*** Begin section ***
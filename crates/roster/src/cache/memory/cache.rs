//! In-memory cache implementation with LRU eviction.
//!
//! Keys are tracked per region (the text before the first `:`) so that
//! region-scoped patterns like `"marks:*"` only scan keys of that region.
//! Patterns without a literal region fall back to a full scan.

use std::collections::{HashMap, HashSet};
use std::num::NonZeroUsize;
use std::sync::Arc;
use std::time::{Duration, Instant};

use async_trait::async_trait;
use lru::LruCache;
use tokio::sync::RwLock;

use roster_core::cache::{pattern_matches, region_of, Cache, CacheError, Result};

/// A single cache entry with optional expiration.
#[derive(Debug, Clone)]
struct CacheEntry {
    value: Vec<u8>,
    expires_at: Option<Instant>,
}

impl CacheEntry {
    fn new(value: Vec<u8>, ttl: Option<Duration>) -> Self {
        let expires_at = ttl.map(|d| Instant::now() + d);
        Self { value, expires_at }
    }

    fn is_expired(&self) -> bool {
        self.expires_at.is_some_and(|exp| Instant::now() > exp)
    }
}

/// Store and region registry, guarded together so they never disagree.
#[derive(Debug)]
struct Inner {
    store: LruCache<String, CacheEntry>,
    regions: HashMap<String, HashSet<String>>,
}

impl Inner {
    fn track(&mut self, key: &str) {
        if let Some(region) = region_of(key) {
            self.regions
                .entry(region.to_string())
                .or_default()
                .insert(key.to_string());
        }
    }

    fn untrack(&mut self, key: &str) {
        let Some(region) = region_of(key) else {
            return;
        };
        if let Some(keys) = self.regions.get_mut(region) {
            keys.remove(key);
            if keys.is_empty() {
                self.regions.remove(region);
            }
        }
    }

    fn remove(&mut self, key: &str) {
        self.store.pop(key);
        self.untrack(key);
    }
}

/// In-memory cache implementation with LRU eviction.
///
/// TTL expiry is lazy: an expired entry is dropped the next time it is read.
#[derive(Debug, Clone)]
pub struct MemoryCache {
    inner: Arc<RwLock<Inner>>,
}

impl MemoryCache {
    /// Creates a new in-memory cache holding at most `max_entries` values.
    ///
    /// # Errors
    ///
    /// Returns `CacheError::OperationFailed` if `max_entries` is 0.
    pub fn new(max_entries: usize) -> Result<Self> {
        let capacity = NonZeroUsize::new(max_entries).ok_or_else(|| {
            CacheError::OperationFailed("max_entries must be greater than 0".to_string())
        })?;

        Ok(Self {
            inner: Arc::new(RwLock::new(Inner {
                store: LruCache::new(capacity),
                regions: HashMap::new(),
            })),
        })
    }

    /// Number of keys currently tracked for a region.
    #[cfg(test)]
    async fn tracked_in(&self, region: &str) -> usize {
        let inner = self.inner.read().await;
        inner.regions.get(region).map_or(0, HashSet::len)
    }
}

#[async_trait]
impl Cache for MemoryCache {
    async fn get(&self, key: &str) -> Result<Option<Vec<u8>>> {
        let mut inner = self.inner.write().await;

        let expired = match inner.store.get(key) {
            Some(entry) if entry.is_expired() => true,
            Some(entry) => return Ok(Some(entry.value.clone())),
            None => return Ok(None),
        };

        if expired {
            inner.remove(key);
        }
        Ok(None)
    }

    async fn set(&self, key: &str, value: &[u8], ttl: Option<Duration>) -> Result<()> {
        let mut inner = self.inner.write().await;
        let entry = CacheEntry::new(value.to_vec(), ttl);

        if let Some((evicted, _)) = inner.store.push(key.to_string(), entry) {
            if evicted != key {
                inner.untrack(&evicted);
            }
        }
        inner.track(key);

        Ok(())
    }

    async fn delete(&self, key: &str) -> Result<()> {
        self.inner.write().await.remove(key);
        Ok(())
    }

    async fn delete_pattern(&self, pattern: &str) -> Result<()> {
        let mut inner = self.inner.write().await;

        let candidates: Vec<String> = match region_of(pattern) {
            Some(region) => inner
                .regions
                .get(region)
                .map(|keys| keys.iter().cloned().collect())
                .unwrap_or_default(),
            None => inner.store.iter().map(|(key, _)| key.clone()).collect(),
        };

        let matching: Vec<String> = candidates
            .into_iter()
            .filter(|key| pattern_matches(pattern, key))
            .collect();

        tracing::trace!(pattern, removed = matching.len(), "Cache pattern delete");

        for key in &matching {
            inner.remove(key);
        }

        Ok(())
    }
}

#[cfg(test)]
mod tests {
    use super::*;
    use roster_core::cache::{
        group_key, group_list_key, group_list_pattern, mark_list_key, region_pattern,
        student_average_key, student_key, GROUPS, MARKS,
    };
    use roster_core::roster::{MarkQuery, NameQuery};

    const TEST_MAX_ENTRIES: usize = 1000;

    fn cache() -> MemoryCache {
        MemoryCache::new(TEST_MAX_ENTRIES).unwrap()
    }

    #[tokio::test]
    async fn test_set_and_get() {
        let cache = cache();

        cache.set("students:1", b"ada", None).await.unwrap();

        assert_eq!(
            cache.get("students:1").await.unwrap(),
            Some(b"ada".to_vec())
        );
        assert_eq!(cache.get("students:2").await.unwrap(), None);
    }

    #[tokio::test]
    async fn test_delete_untracks_key() {
        let cache = cache();
        let key = group_key(1);

        cache.set(&key, b"A-1", None).await.unwrap();
        assert_eq!(cache.tracked_in(GROUPS).await, 1);

        cache.delete(&key).await.unwrap();

        assert!(cache.get(&key).await.unwrap().is_none());
        assert_eq!(cache.tracked_in(GROUPS).await, 0);
    }

    #[tokio::test]
    async fn test_ttl_expiration() {
        let cache = cache();
        let key = student_key(9);

        cache
            .set(&key, b"short-lived", Some(Duration::from_millis(50)))
            .await
            .unwrap();
        assert!(cache.get(&key).await.unwrap().is_some());

        tokio::time::sleep(Duration::from_millis(100)).await;

        assert!(cache.get(&key).await.unwrap().is_none());
        assert_eq!(cache.tracked_in("students").await, 0);
    }

    #[tokio::test]
    async fn test_delete_listing_pattern_keeps_canonical_keys() {
        let cache = cache();
        let listing = group_list_key(&NameQuery::default());

        cache.set(&listing, b"[]", None).await.unwrap();
        cache.set(&group_key(1), b"{}", None).await.unwrap();

        cache.delete_pattern(&group_list_pattern()).await.unwrap();

        assert!(cache.get(&listing).await.unwrap().is_none());
        assert!(cache.get(&group_key(1)).await.unwrap().is_some());
    }

    #[tokio::test]
    async fn test_delete_region_leaves_other_regions() {
        let cache = cache();

        cache
            .set(&mark_list_key(&MarkQuery::default()), b"[]", None)
            .await
            .unwrap();
        cache.set(&student_average_key(1), b"7.5", None).await.unwrap();
        cache.set(&student_key(1), b"{}", None).await.unwrap();

        cache.delete_pattern(&region_pattern(MARKS)).await.unwrap();

        assert!(cache.get(&student_average_key(1)).await.unwrap().is_none());
        assert_eq!(cache.tracked_in(MARKS).await, 0);
        assert!(cache.get(&student_key(1)).await.unwrap().is_some());
    }

    #[tokio::test]
    async fn test_pattern_without_region_scans_everything() {
        let cache = cache();

        cache.set("students:list:1", b"a", None).await.unwrap();
        cache.set("groups:list:1", b"b", None).await.unwrap();
        cache.set("groups:1", b"c", None).await.unwrap();

        cache.delete_pattern("*:list:*").await.unwrap();

        assert!(cache.get("students:list:1").await.unwrap().is_none());
        assert!(cache.get("groups:list:1").await.unwrap().is_none());
        assert!(cache.get("groups:1").await.unwrap().is_some());
    }

    #[tokio::test]
    async fn test_overwrite_value() {
        let cache = cache();

        cache.set("subjects:1", b"first", None).await.unwrap();
        cache.set("subjects:1", b"second", None).await.unwrap();

        assert_eq!(
            cache.get("subjects:1").await.unwrap(),
            Some(b"second".to_vec())
        );
        assert_eq!(cache.tracked_in("subjects").await, 1);
    }

    #[tokio::test]
    async fn test_lru_eviction_untracks_evicted_key() {
        let cache = MemoryCache::new(3).unwrap();

        cache.set("marks:1", b"1", None).await.unwrap();
        cache.set("marks:2", b"2", None).await.unwrap();
        cache.set("marks:3", b"3", None).await.unwrap();

        // Touch marks:1 so marks:2 becomes least recently used.
        cache.get("marks:1").await.unwrap();
        cache.set("marks:4", b"4", None).await.unwrap();

        assert!(cache.get("marks:1").await.unwrap().is_some());
        assert!(cache.get("marks:2").await.unwrap().is_none());
        assert!(cache.get("marks:4").await.unwrap().is_some());
        assert_eq!(cache.tracked_in(MARKS).await, 3);
    }

    #[test]
    fn test_zero_max_entries_is_rejected() {
        assert!(matches!(
            MemoryCache::new(0),
            Err(CacheError::OperationFailed(_))
        ));
    }
}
*** End section ***
Your objective:
Exactly how many lines in the material above mention the word "students"? Give the number and nothing besides.

Output:
6